When Robert F. Kennedy Jr. visited in June 2019, Samoa was on the brink of crisis.
The government had suspended measles vaccinations the year before after an improperly prepared vaccine killed two babies. Though the vaccinations resumed months later, many parents weren’t convinced that the shots were safe, leaving thousands of their smallest children unprotected against a highly contagious disease as it was resurging across the globe.
With fewer than a third of Samoa’s babies vaccinated, experts and officials feared for the Pacific Island nation.
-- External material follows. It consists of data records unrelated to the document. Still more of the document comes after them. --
/// Configuration module for the IMS system.
///
/// Provides a [`SystemConfig`], deserialised from TOML on startup and optionally layered with
/// environment overrides, covering per-feed source priorities, per-market Rule Engine settings,
/// Limit Service retry/backoff knobs, and the Short-Sell Gate deadline budget.
use ims_data::source::SourceTag;
use ims_instrument::counterparty::CounterpartyKind;
use serde::{Deserialize, Serialize};
use std::collections::HashMap;

/// Top-level configuration for a full IMS deployment.
#[derive(Debug, Clone, PartialEq, Deserialize, Serialize)]
pub struct SystemConfig {
    /// Partitions allocated per bus topic (§4.1, §5).
    #[serde(default = "default_bus_partitions")]
    pub bus_partitions: u32,

    /// Source priority overrides. A source absent from this table falls back to
    /// [`SourceTag::default_priority`].
    #[serde(default)]
    pub source_priorities: HashMap<SourceTag, u8>,

    /// Per-`(market, calculation_type)` Rule Engine settings.
    #[serde(default)]
    pub markets: Vec<MarketConfig>,

    /// Limit Service retry/backoff and idempotency-window configuration.
    pub limits: LimitServiceConfig,

    /// Locate Workflow auto-approval policy, keyed by `(market, client kind)`.
    #[serde(default)]
    pub locate_policy: Vec<LocatePolicyConfig>,

    /// Short-Sell Gate deadline budget.
    pub short_sell_gate: ShortSellGateConfig,

    /// Position/Inventory snapshot cadence, events-per-partition between checkpoints (§4.4).
    #[serde(default = "default_snapshot_every_n")]
    pub snapshot_every_n: u32,

    /// Publisher per-topic buffer depth (§4.10).
    #[serde(default = "default_publisher_buffer")]
    pub publisher_buffer: usize,
}

fn default_bus_partitions() -> u32 {
    16
}

fn default_snapshot_every_n() -> u32 {
    1_000
}

fn default_publisher_buffer() -> usize {
    1_024
}

/// Rule Engine selection scope for one `(market, calculation_type)` pair.
#[derive(Debug, Clone, PartialEq, Eq, Deserialize, Serialize)]
pub struct MarketConfig {
    pub market: String,
    pub calculation_type: String,
}

/// Compare-and-swap retry and idempotency-window configuration for the Limit Service (§4.7).
#[derive(Debug, Clone, Copy, PartialEq, Eq, Deserialize, Serialize)]
pub struct LimitServiceConfig {
    pub max_retries: u32,
    pub idempotency_window_secs: u64,
}

/// One auto-approval policy entry for the Locate Workflow (§4.8).
#[derive(Debug, Clone, PartialEq, Eq, Deserialize, Serialize)]
pub struct LocatePolicyConfig {
    pub market: String,
    pub client_kind: CounterpartyKind,
    pub auto_approval_cap: Option<String>,
    #[serde(default)]
    pub allow_partial_approval: bool,
    pub hold_duration_secs: u64,
}

/// Synchronous decrement deadline budget for the Short-Sell Gate (§4.9).
#[derive(Debug, Clone, Copy, PartialEq, Eq, Deserialize, Serialize)]
pub struct ShortSellGateConfig {
    pub decrement_budget_ms: u64,
}

impl SystemConfig {
    /// Parses a [`SystemConfig`] from TOML text, as loaded from the deployment's config file.
    pub fn from_toml(raw: &str) -> Result<Self, toml::de::Error> {
        toml::from_str(raw)
    }

    pub fn source_priority(&self, source: SourceTag) -> u8 {
        self.source_priorities
            .get(&source)
            .copied()
            .unwrap_or_else(|| source.default_priority())
    }
}

#[cfg(test)]
mod tests {
    use super::*;

    const SAMPLE: &str = r#"
        bus_partitions = 8
        snapshot_every_n = 500
        publisher_buffer = 256

        [source_priorities]
        reuters = 110

        [[markets]]
        market = "XLON"
        calculation_type = "short_sell"

        [[locate_policy]]
        market = "XLON"
        client_kind = "broker"
        auto_approval_cap = "50000"
        allow_partial_approval = true
        hold_duration_secs = 3600

        [limits]
        max_retries = 3
        idempotency_window_secs = 86400

        [short_sell_gate]
        decrement_budget_ms = 50
    "#;

    #[test]
    fn parses_a_complete_config_from_toml() {
        let config = SystemConfig::from_toml(SAMPLE).unwrap();
        assert_eq!(config.bus_partitions, 8);
        assert_eq!(config.limits.max_retries, 3);
        assert_eq!(config.short_sell_gate.decrement_budget_ms, 50);
        assert_eq!(config.markets.len(), 1);
        assert_eq!(config.locate_policy.len(), 1);
    }

    #[test]
    fn an_unconfigured_source_falls_back_to_its_default_priority() {
        let config = SystemConfig::from_toml(SAMPLE).unwrap();
        assert_eq!(config.source_priority(SourceTag::Reuters), 110);
        assert_eq!(
            config.source_priority(SourceTag::Bloomberg),
            SourceTag::Bloomberg.default_priority()
        );
    }
}
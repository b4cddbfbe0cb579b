use ims_data::error::DataError;
use ims_instrument::error::ReferenceError;
use ims_inventory::error::InventoryError;
use ims_limits::LimitError;
use ims_workflow::error::WorkflowError;
use thiserror::Error;

/// Errors surfaced by the root `ims` system: everything a component error enum composes into,
/// plus failures wiring the system together from a [`crate::system::config::SystemConfig`].
#[derive(Debug, Error)]
pub enum ImsError {
    #[error("config error: {0}")]
    Config(#[from] toml::de::Error),

    #[error(transparent)]
    Data(#[from] DataError),

    #[error(transparent)]
    Reference(#[from] ReferenceError),

    #[error(transparent)]
    Inventory(#[from] InventoryError),

    #[error(transparent)]
    Limit(#[from] LimitError),

    #[error(transparent)]
    Workflow(#[from] WorkflowError),

    #[error("unknown batch: {0}")]
    UnknownBatch(String),

    #[error("unknown rule market/calculation-type: {market}/{calculation_type}")]
    UnknownMarketConfig { market: String, calculation_type: String },
}
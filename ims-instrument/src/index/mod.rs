use crate::{
    error::ReferenceError,
    security::{IdentifierKind, Security, SecurityId, SecurityIndex},
};
use std::collections::HashMap;

/// O(1) in-memory lookup index over a set of [`Security`] records, keyed by stable
/// [`SecurityId`] and by external `(IdentifierKind, value)` pairs (§4.3).
///
/// This is a plain, non-thread-safe data structure; [`crate::store::ReferenceStore`] guards a
/// single instance behind a lock and owns the write path (upsert/conflict resolution).
#[derive(Debug, Clone, Default)]
pub struct ReferenceIndex {
    securities: Vec<Security>,
    by_id: HashMap<SecurityId, SecurityIndex>,
    by_identifier: HashMap<(IdentifierKind, String), SecurityId>,
}

impl ReferenceIndex {
    pub fn new() -> Self {
        Self::default()
    }

    pub fn len(&self) -> usize {
        self.securities.len()
    }

    pub fn is_empty(&self) -> bool {
        self.securities.is_empty()
    }

    pub fn securities(&self) -> &[Security] {
        &self.securities
    }

    /// Inserts a new [`Security`], or overwrites an existing one with the same [`SecurityId`],
    /// rebuilding that security's identifier entries. An identifier already claimed by a
    /// *different* security at an equal or higher priority keeps pointing at its existing owner —
    /// the caller (`ReferenceStore::upsert_security`) has already recorded that claim as a
    /// conflict rather than a win, and the lookup index must agree with it.
    pub fn put(&mut self, security: Security) {
        for identifier in &security.identifiers {
            let key = (identifier.kind, identifier.value.as_str().to_owned());
            if let Some(&existing_owner) = self.by_identifier.get(&key) {
                if existing_owner != security.id {
                    let existing_priority = self
                        .find_by_internal(existing_owner)
                        .ok()
                        .and_then(|owner| {
                            owner
                                .identifiers
                                .iter()
                                .find(|id| id.kind == identifier.kind && id.value == identifier.value)
                        })
                        .map(|id| id.priority);

                    if let Some(existing_priority) = existing_priority {
                        if identifier.priority <= existing_priority {
                            continue;
                        }
                    }
                }
            }

            self.by_identifier.insert(key, security.id);
        }

        match self.by_id.get(&security.id).copied() {
            Some(SecurityIndex(idx)) => self.securities[idx] = security,
            None => {
                let idx = SecurityIndex(self.securities.len());
                self.by_id.insert(security.id, idx);
                self.securities.push(security);
            }
        }
    }

    pub fn find_by_internal(&self, id: SecurityId) -> Result<&Security, ReferenceError> {
        self.by_id
            .get(&id)
            .map(|SecurityIndex(idx)| &self.securities[*idx])
            .ok_or(ReferenceError::SecurityNotFound(id))
    }

    pub fn find_by_external(
        &self,
        kind: IdentifierKind,
        value: &str,
    ) -> Result<&Security, ReferenceError> {
        let id = self
            .by_identifier
            .get(&(kind, value.to_uppercase()))
            .copied()
            .ok_or_else(|| ReferenceError::IdentifierNotFound {
                kind,
                value: value.to_owned(),
            })?;
        self.find_by_internal(id)
    }

    /// `true` if `constituent` is reachable from `basket` via existing constituent links, ie/
    /// adding `basket -> constituent` would close a cycle (§9).
    pub fn would_cycle(&self, basket: SecurityId, constituent: SecurityId) -> bool {
        if basket == constituent {
            return true;
        }

        let mut stack = vec![constituent];
        let mut seen = std::collections::HashSet::new();
        while let Some(next) = stack.pop() {
            if next == basket {
                return true;
            }
            if !seen.insert(next) {
                continue;
            }
            if let Ok(security) = self.find_by_internal(next) {
                stack.extend(security.constituents.iter().copied());
            }
        }
        false
    }
}

#[cfg(test)]
mod tests {
    use super::*;
    use crate::{
        market::Market,
        security::{IdentifierKind, SecurityIdentifier, SecurityKind, SecurityStatus},
    };
    use chrono::Utc;

    fn security(id: u64, ric: &str) -> Security {
        let now = Utc::now();
        Security {
            id: SecurityId(id),
            kind: SecurityKind::Equity,
            issuer: "Acme".into(),
            currency: "GBP".into(),
            market: Market::new("XLON", "EMEA"),
            identifiers: vec![SecurityIdentifier::new(IdentifierKind::Ric, ric, "reuters", 1)],
            status: SecurityStatus::Active,
            basket_type: None,
            constituents: vec![],
            created_at: now,
            updated_at: now,
            version: 1,
        }
    }

    #[test]
    fn put_then_find_by_internal_and_external() {
        let mut index = ReferenceIndex::new();
        index.put(security(1, "vod.l"));

        let found = index.find_by_internal(SecurityId(1)).unwrap();
        assert_eq!(found.id, SecurityId(1));

        let found = index
            .find_by_external(IdentifierKind::Ric, "VOD.L")
            .unwrap();
        assert_eq!(found.id, SecurityId(1));

        // lowercase lookup also resolves, since identifiers normalise to uppercase
        let found = index
            .find_by_external(IdentifierKind::Ric, "vod.l")
            .unwrap();
        assert_eq!(found.id, SecurityId(1));
    }

    #[test]
    fn put_does_not_let_a_lower_priority_claim_overwrite_the_lookup() {
        let mut index = ReferenceIndex::new();
        let mut incumbent = security(1, "vod.l");
        incumbent.identifiers = vec![SecurityIdentifier::new(IdentifierKind::Ric, "vod.l", "reuters", 100)];
        index.put(incumbent);

        let mut challenger = security(2, "vod.l");
        challenger.identifiers = vec![SecurityIdentifier::new(IdentifierKind::Ric, "vod.l", "bloomberg", 1)];
        index.put(challenger);

        let found = index
            .find_by_external(IdentifierKind::Ric, "VOD.L")
            .unwrap();
        assert_eq!(found.id, SecurityId(1));
    }

    #[test]
    fn find_by_external_missing_returns_not_found() {
        let index = ReferenceIndex::new();
        let err = index
            .find_by_external(IdentifierKind::Ric, "VOD.L")
            .unwrap_err();
        assert!(matches!(err, ReferenceError::IdentifierNotFound { .. }));
    }

    #[test]
    fn would_cycle_detects_self_and_transitive_cycles() {
        let mut index = ReferenceIndex::new();
        let mut basket = security(1, "idx1");
        basket.basket_type = Some(crate::security::BasketType::Index);
        basket.constituents = vec![SecurityId(2)];
        index.put(basket);
        index.put(security(2, "vod.l"));

        assert!(index.would_cycle(SecurityId(1), SecurityId(1)));
        // SecurityId(2) is a constituent of basket 1; linking 2 -> 1 would cycle back.
        assert!(index.would_cycle(SecurityId(2), SecurityId(1)));
        assert!(!index.would_cycle(SecurityId(1), SecurityId(3)));
    }
}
But Kennedy saw an opportunity.
Kennedy, then chairman of Children’s Health Defense, an anti-vaccine nonprofit, later recounted online that Samoan “government officials, including the Prime Minister were curious to measure health outcomes following the ‘natural experiment’ created by the respite from vaccines.” Wherever the idea originated, Kennedy was quick to offer them a way to do it.
It’s a milder version of an idea he has long championed at home — that the safety of vaccines, well established by scientific consensus, needs to be studied further in the kind of trials that would depend on a large group of children going without them. With a renowned health informatics expert in tow, Kennedy visited Samoa in 2019, to pitch the prime minister and ministry of health on an information system that would track the impact of medical interventions, including vaccines, on the nation’s 200,000 citizens.